There are 'green shoots' coming from the world's economic 'canary in the coal mine'
South Korean exports are often referred to as the world's economic canary in the coal mine because of their exposure to the US (12.3%), China (25.4%) and Japan (5.6%) - the world's three largest economies.
In fact, 48% of South Korea's exports go to those countries if you consider Hong Kong (4.8%) as part of China, according to the CIA's World Factbook.
Recently, Wall Street has been rather gloomy about the prospects for the global economy.
And rightfully so as South Korean exports have fallen by double-digit percentage points over each of the last three months.
In fact, South Korea hasn't recorded year-over-year export growth since December 2014.
Andy Kiersz / Business Insider, Data from Bloomberg
However, HSBC is beginning to see some "green shoots" emerge as Chinese tourism picks up, and the Korean culture wave, or Hallyu, continues to "sweep the region."
The firm says, Chinese consumers are becoming increasingly interested in "Korean food, cosmetics, fashion, music and, more importantly, TV dramas."
In early December, the won was trading at around 9.50 per yen.
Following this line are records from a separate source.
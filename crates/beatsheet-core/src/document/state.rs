use crate::error::Result;
use beatsheet_engine::engine::Sheet;
use beatsheet_engine::script::RhaiScriptHost;
use std::path::PathBuf;
use std::sync::Arc;

/// Rows of a new document.
pub const DEFAULT_ROWS: usize = 20;
/// Columns of a new document.
pub const DEFAULT_COLS: usize = 10;

/// UI-agnostic document state for the sheet.
///
/// Every edit is followed by one complete evaluation pass before the call
/// returns, so callers never observe a half-evaluated grid.
pub struct Document {
    /// Raw grid, evaluation state and playback context
    pub sheet: Sheet,
    /// Current file path
    pub file_path: Option<PathBuf>,
    /// Whether the grid has been modified since the last load or save
    pub modified: bool,
    /// Paths to custom Rhai functions files
    pub functions_files: Vec<PathBuf>,
    /// Custom functions script content (concatenated from all files)
    pub custom_functions: Option<String>,
}

impl Document {
    /// Create a new document state.
    ///
    /// This constructor is side-effect free: it does not touch the filesystem.
    pub fn new() -> Self {
        let mut sheet = Sheet::with_script_host(
            DEFAULT_ROWS,
            DEFAULT_COLS,
            Arc::new(RhaiScriptHost::new()),
        );
        sheet.evaluate_all_cells();

        Document {
            sheet,
            file_path: None,
            modified: false,
            functions_files: Vec::new(),
            custom_functions: None,
        }
    }

    /// Create a new document and load a file if provided.
    pub fn with_file(path: Option<PathBuf>, functions_files: Vec<PathBuf>) -> Result<Self> {
        let mut doc = Self::new();

        for func_path in &functions_files {
            doc.load_functions(func_path)?;
        }

        if let Some(p) = path {
            if p.exists() {
                doc.load_file(&p)?;
            } else {
                doc.file_path = Some(p);
                doc.modified = false;
            }
        }
        Ok(doc)
    }
}

impl Default for Document {
    fn default() -> Self {
        Self::new()
    }
}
Then, further deterioration in South Korean exports and the possibility the Bank of Japan would introduce negative interest rates caused the won to weaken to worse than 10.37 per yen.
Following some initial won strength after the Bank of Japan announced negative interest rates, the won's weakness continued, touching 11.00 per yen.
Andy Kiersz / Business Insider, Data from Bloomberg
The recent won weakness versus the yen has helped alleviate some of the pressure on South Korea's exporters.
Korea and Japan compete heavily for exports as both look to offload their automobiles, electronics and steel onto the rest of the world.
HSBC believes this development is likely good news as a weak won is usually positive for South Korean equities.
HSBC
HSBC economist Frederic Neumann believes South Korea's macro fundamentals are sound, and that the country's finances are in a lot better shape than most of the region.
"Talk of financial stress is overdone," Neumann wrote.
And that could be good news for the global economy.